> About this exercise
What you return must match the records exactly.

(Dataset entries)
=-=-=

/*
 * Copyright 2025 Security Union LLC
 *
 * Licensed under either of
 *
 * * Apache License, Version 2.0
 *   (http://www.apache.org/licenses/LICENSE-2.0)
 * * MIT license
 *   (http://opensource.org/licenses/MIT)
 *
 * at your option.
 *
 * Unless you explicitly state otherwise, any contribution intentionally
 * submitted for inclusion in the work by you, as defined in the Apache-2.0
 * license, shall be dual licensed as above, without any additional terms or
 * conditions.
 */

//! The closed command table.
//!
//! Every operation the facade issues maps to one [`Command`].  A command
//! knows both of its wire forms: the numeric view-command code with its
//! positional argument list, and the module method name with its own
//! argument list.  The two argument orders differ for `connect` and that is
//! deliberate; each matches what its native surface expects.

use roomlink_types::{CameraSource, ConnectOptions};
use serde_json::{json, Value};

/// A typed command addressed to the native room runtime.
#[derive(Clone, Debug, PartialEq)]
pub enum Command {
    Connect(ConnectOptions),
    Disconnect,
    SwitchCamera,
    ToggleVideo {
        enabled: bool,
        camera_source: Option<CameraSource>,
    },
    ToggleAudio(bool),
    ToggleRemoteAudio(bool),
    GetStats,
    /// Disables the runtime's low-level audio effects path (view platform
    /// only; "disableOpenSLES" on the wire).
    DisableAudioEffects,
    /// `true` routes sound to the speaker, `false` to the headset.
    ToggleSoundRouting(bool),
    /// Releases the native view's resources at teardown (view platform only).
    Release,
    ToggleBluetoothHeadset(bool),
    SendData(String),
    /// `true` publishes the local video track, `false` unpublishes it.
    PublishVideo(bool),
    /// `true` publishes the local audio track, `false` unpublishes it.
    PublishAudio(bool),
    PrepareToRebuildLocalVideoTrack(String),
    CaptureFrame(String),
    SetFlashlight(bool),
}

impl Command {
    /// Short name for logs.
    pub fn name(&self) -> &'static str {
        match self {
            Command::Connect(_) => "connect",
            Command::Disconnect => "disconnect",
            Command::SwitchCamera => "switchCamera",
            Command::ToggleVideo { .. } => "toggleVideo",
            Command::ToggleAudio(_) => "toggleAudio",
            Command::ToggleRemoteAudio(_) => "toggleRemoteAudio",
            Command::GetStats => "getStats",
            Command::DisableAudioEffects => "disableAudioEffects",
            Command::ToggleSoundRouting(_) => "toggleSoundRouting",
            Command::Release => "release",
            Command::ToggleBluetoothHeadset(_) => "toggleBluetoothHeadset",
            Command::SendData(_) => "sendData",
            Command::PublishVideo(_) => "publishVideo",
            Command::PublishAudio(_) => "publishAudio",
            Command::PrepareToRebuildLocalVideoTrack(_) => "prepareToRebuildLocalVideoTrack",
            Command::CaptureFrame(_) => "captureFrame",
            Command::SetFlashlight(_) => "setFlashlight",
        }
    }

    /// The numeric code of the view-command address space.
    pub fn view_code(&self) -> u8 {
        match self {
            Command::Connect(_) => 1,
            Command::Disconnect => 2,
            Command::SwitchCamera => 3,
            Command::ToggleVideo { .. } => 4,
            Command::ToggleAudio(_) => 5,
            Command::GetStats => 6,
            Command::DisableAudioEffects => 7,
            Command::ToggleSoundRouting(_) => 8,
            Command::ToggleRemoteAudio(_) => 9,
            Command::Release => 10,
            Command::ToggleBluetoothHeadset(_) => 11,
            Command::SendData(_) => 12,
            Command::PublishVideo(_) => 13,
            Command::PublishAudio(_) => 14,
            Command::PrepareToRebuildLocalVideoTrack(_) => 15,
            Command::CaptureFrame(_) => 16,
            Command::SetFlashlight(_) => 17,
        }
    }

    /// Positional arguments for the view-command address space.
    pub fn view_args(&self) -> Vec<Value> {
        match self {
            Command::Connect(options) => vec![
                json!(options.room_name),
                json!(options.access_token),
                json!(options.enable_audio),
                json!(options.enable_video),
                json!(options.enable_remote_audio),
                json!(options.enable_network_quality_reporting),
                json!(options.dominant_speaker_enabled),
                json!(options.maintain_video_track_in_background),
                json!(options.camera_source.as_str()),
                serde_json::to_value(&options.encoding_parameters).unwrap_or_default(),
            ],
            Command::Disconnect
            | Command::SwitchCamera
            | Command::GetStats
            | Command::DisableAudioEffects
            | Command::Release => Vec::new(),
            Command::ToggleVideo {
                enabled,
                camera_source,
            } => vec![
                json!(enabled),
                camera_source
                    .map(|source| json!(source.as_str()))
                    .unwrap_or(Value::Null),
            ],
            Command::ToggleAudio(enabled)
            | Command::ToggleRemoteAudio(enabled)
            | Command::ToggleSoundRouting(enabled)
            | Command::ToggleBluetoothHeadset(enabled)
            | Command::PublishVideo(enabled)
            | Command::PublishAudio(enabled)
            | Command::SetFlashlight(enabled) => vec![json!(enabled)],
            Command::SendData(message) => vec![json!(message)],
            Command::PrepareToRebuildLocalVideoTrack(track_name) => vec![json!(track_name)],
            Command::CaptureFrame(filename) => vec![json!(filename)],
        }
    }

    /// Method name and arguments for the module-call address space, or
    /// `None` for commands that surface has no counterpart for.
    ///
    /// Commands without a counterpart are either view-platform plumbing
    /// (`release`, `disableAudioEffects`) or operations the module platform
    /// answers with an optimistic echo alone (`toggleRemoteAudio`,
    /// `toggleBluetoothHeadset`).
    pub fn module_call(&self) -> Option<(&'static str, Vec<Value>)> {
        match self {
            Command::Connect(options) => Some((
                "connect",
                vec![
                    json!(options.access_token),
                    json!(options.room_name),
                    json!(options.enable_audio),
                    json!(options.enable_video),
                    serde_json::to_value(&options.encoding_parameters).unwrap_or_default(),
                    json!(options.enable_network_quality_reporting),
                    json!(options.dominant_speaker_enabled),
                    json!(options.camera_source.as_str()),
                ],
            )),
            Command::Disconnect => Some(("disconnect", Vec::new())),
            Command::SwitchCamera => Some(("flipCamera", Vec::new())),
            Command::ToggleVideo {
                enabled,
                camera_source,
            } => Some((
                "setLocalVideoEnabled",
                vec![
                    json!(enabled),
                    camera_source
                        .map(|source| json!(source.as_str()))
                        .unwrap_or(Value::Null),
                ],
            )),
            Command::ToggleAudio(enabled) => Some(("setLocalAudioEnabled", vec![json!(enabled)])),
            Command::GetStats => Some(("getStats", Vec::new())),
            Command::ToggleSoundRouting(speaker) => {
                Some(("toggleSoundSetup", vec![json!(speaker)]))
            }
            Command::SendData(message) => Some(("sendString", vec![json!(message)])),
            Command::PublishVideo(true) => Some(("publishLocalVideo", Vec::new())),
            Command::PublishVideo(false) => Some(("unpublishLocalVideo", Vec::new())),
            Command::PublishAudio(true) => Some(("publishLocalAudio", Vec::new())),
            Command::PublishAudio(false) => Some(("unpublishLocalAudio", Vec::new())),
            // The module refreshes the track name through a separate
            // setLocalVideoTrackName call issued by the facade.
            Command::PrepareToRebuildLocalVideoTrack(_) => {
                Some(("prepareToRebuildLocalVideoTrack", Vec::new()))
            }
            Command::CaptureFrame(filename) => Some(("captureFrame", vec![json!(filename)])),
            Command::SetFlashlight(enabled) => {
                Some(("setFlashlightStatus", vec![json!(enabled)]))
            }
            Command::ToggleRemoteAudio(_)
            | Command::ToggleBluetoothHeadset(_)
            | Command::DisableAudioEffects
            | Command::Release => None,
        }
    }
}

=-=-=

> Result for this task
/*
 * Copyright 2025 Security Union LLC
 *
 * Licensed under either of
 *
 * * Apache License, Version 2.0
 *   (http://www.apache.org/licenses/LICENSE-2.0)
 * * MIT license
 *   (http://opensource.org/licenses/MIT)
 *
 * at your option.
 *
 * Unless you explicitly state otherwise, any contribution intentionally
 * submitted for inclusion in the work by you, as defined in the Apache-2.0
 * license, shall be dual licensed as above, without any additional terms or
 * conditions.
 */

//! The closed command table.
//!
//! Every operation the facade issues maps to one [`Command`].  A command
//! knows both of its wire forms: the numeric view-command code with its
//! positional argument list, and the module method name with its own
//! argument list.  The two argument orders differ for `connect` and that is
//! deliberate; each matches what its native surface expects.

use roomlink_types::{CameraSource, ConnectOptions};
use serde_json::{json, Value};

/// A typed command addressed to the native room runtime.
#[derive(Clone, Debug, PartialEq)]
pub enum Command {
    Connect(ConnectOptions),
    Disconnect,
    SwitchCamera,
    ToggleVideo {
        enabled: bool,
        camera_source: Option<CameraSource>,
    },
    ToggleAudio(bool),
    ToggleRemoteAudio(bool),
    GetStats,
    /// Disables the runtime's low-level audio effects path (view platform
    /// only; "disableOpenSLES" on the wire).
    DisableAudioEffects,
    /// `true` routes sound to the speaker, `false` to the headset.
    ToggleSoundRouting(bool),
    /// Releases the native view's resources at teardown (view platform only).
    Release,
    ToggleBluetoothHeadset(bool),
    SendData(String),
    /// `true` publishes the local video track, `false` unpublishes it.
    PublishVideo(bool),
    /// `true` publishes the local audio track, `false` unpublishes it.
    PublishAudio(bool),
    PrepareToRebuildLocalVideoTrack(String),
    CaptureFrame(String),
    SetFlashlight(bool),
}

impl Command {
    /// Short name for logs.
    pub fn name(&self) -> &'static str {
        match self {
            Command::Connect(_) => "connect",
            Command::Disconnect => "disconnect",
            Command::SwitchCamera => "switchCamera",
            Command::ToggleVideo { .. } => "toggleVideo",
            Command::ToggleAudio(_) => "toggleAudio",
            Command::ToggleRemoteAudio(_) => "toggleRemoteAudio",
            Command::GetStats => "getStats",
            Command::DisableAudioEffects => "disableAudioEffects",
            Command::ToggleSoundRouting(_) => "toggleSoundRouting",
            Command::Release => "release",
            Command::ToggleBluetoothHeadset(_) => "toggleBluetoothHeadset",
            Command::SendData(_) => "sendData",
            Command::PublishVideo(_) => "publishVideo",
            Command::PublishAudio(_) => "publishAudio",
            Command::PrepareToRebuildLocalVideoTrack(_) => "prepareToRebuildLocalVideoTrack",
            Command::CaptureFrame(_) => "captureFrame",
            Command::SetFlashlight(_) => "setFlashlight",
        }
    }

    /// The numeric code of the view-command address space.
    pub fn view_code(&self) -> u8 {
        match self {
            Command::Connect(_) => 1,
            Command::Disconnect => 2,
            Command::SwitchCamera => 3,
            Command::ToggleVideo { .. } => 4,
            Command::ToggleAudio(_) => 5,
            Command::GetStats => 6,
            Command::DisableAudioEffects => 7,
            Command::ToggleSoundRouting(_) => 8,
            Command::ToggleRemoteAudio(_) => 9,
            Command::Release => 10,
            Command::ToggleBluetoothHeadset(_) => 11,
            Command::SendData(_) => 12,
            Command::PublishVideo(_) => 13,
            Command::PublishAudio(_) => 14,
            Command::PrepareToRebuildLocalVideoTrack(_) => 15,
            Command::CaptureFrame(_) => 16,
            Command::SetFlashlight(_) => 17,
        }
    }

    /// Positional arguments for the view-command address space.
    pub fn view_args(&self) -> Vec<Value> {
        match self {
            Command::Connect(options) => vec![
                json!(options.room_name),
                json!(options.access_token),
                json!(options.enable_audio),
                json!(options.enable_video),
                json!(options.enable_remote_audio),
                json!(options.enable_network_quality_reporting),
                json!(options.dominant_speaker_enabled),
                json!(options.maintain_video_track_in_background),
                json!(options.camera_source.as_str()),
                serde_json::to_value(&options.encoding_parameters).unwrap_or_default(),
            ],
            Command::Disconnect
            | Command::SwitchCamera
            | Command::GetStats
            | Command::DisableAudioEffects
            | Command::Release => Vec::new(),
            Command::ToggleVideo {
                enabled,
                camera_source,
            } => vec![
                json!(enabled),
                camera_source
                    .map(|source| json!(source.as_str()))
                    .unwrap_or(Value::Null),
            ],
            Command::ToggleAudio(enabled)
            | Command::ToggleRemoteAudio(enabled)
            | Command::ToggleSoundRouting(enabled)
            | Command::ToggleBluetoothHeadset(enabled)
            | Command::PublishVideo(enabled)
            | Command::PublishAudio(enabled)
            | Command::SetFlashlight(enabled) => vec![json!(enabled)],
            Command::SendData(message) => vec![json!(message)],
            Command::PrepareToRebuildLocalVideoTrack(track_name) => vec![json!(track_name)],
            Command::CaptureFrame(filename) => vec![json!(filename)],
        }
    }

    /// Method name and arguments for the module-call address space, or
    /// `None` for commands that surface has no counterpart for.
    ///
    /// Commands without a counterpart are either view-platform plumbing
    /// (`release`, `disableAudioEffects`) or operations the module platform
    /// answers with an optimistic echo alone (`toggleRemoteAudio`,
    /// `toggleBluetoothHeadset`).
    pub fn module_call(&self) -> Option<(&'static str, Vec<Value>)> {
        match self {
            Command::Connect(options) => Some((
                "connect",
                vec![
                    json!(options.access_token),
                    json!(options.room_name),
                    json!(options.enable_audio),
                    json!(options.enable_video),
                    serde_json::to_value(&options.encoding_parameters).unwrap_or_default(),
                    json!(options.enable_network_quality_reporting),
                    json!(options.dominant_speaker_enabled),
                    json!(options.camera_source.as_str()),
                ],
            )),
            Command::Disconnect => Some(("disconnect", Vec::new())),
            Command::SwitchCamera => Some(("flipCamera", Vec::new())),
            Command::ToggleVideo {
                enabled,
                camera_source,
            } => Some((
                "setLocalVideoEnabled",
                vec![
                    json!(enabled),
                    camera_source
                        .map(|source| json!(source.as_str()))
                        .unwrap_or(Value::Null),
                ],
            )),
            Command::ToggleAudio(enabled) => Some(("setLocalAudioEnabled", vec![json!(enabled)])),
            Command::GetStats => Some(("getStats", Vec::new())),
            Command::ToggleSoundRouting(speaker) => {
                Some(("toggleSoundSetup", vec![json!(speaker)]))
            }
            Command::SendData(message) => Some(("sendString", vec![json!(message)])),
            Command::PublishVideo(true) => Some(("publishLocalVideo", Vec::new())),
            Command::PublishVideo(false) => Some(("unpublishLocalVideo", Vec::new())),
            Command::PublishAudio(true) => Some(("publishLocalAudio", Vec::new())),
            Command::PublishAudio(false) => Some(("unpublishLocalAudio", Vec::new())),
            // The module refreshes the track name through a separate
            // setLocalVideoTrackName call issued by the facade.
            Command::PrepareToRebuildLocalVideoTrack(_) => {
                Some(("prepareToRebuildLocalVideoTrack", Vec::new()))
            }
            Command::CaptureFrame(filename) => Some(("captureFrame", vec![json!(filename)])),
            Command::SetFlashlight(enabled) => {
                Some(("setFlashlightStatus", vec![json!(enabled)]))
            }
            Command::ToggleRemoteAudio(_)
            | Command::ToggleBluetoothHeadset(_)
            | Command::DisableAudioEffects
            | Command::Release => None,
        }
    }
}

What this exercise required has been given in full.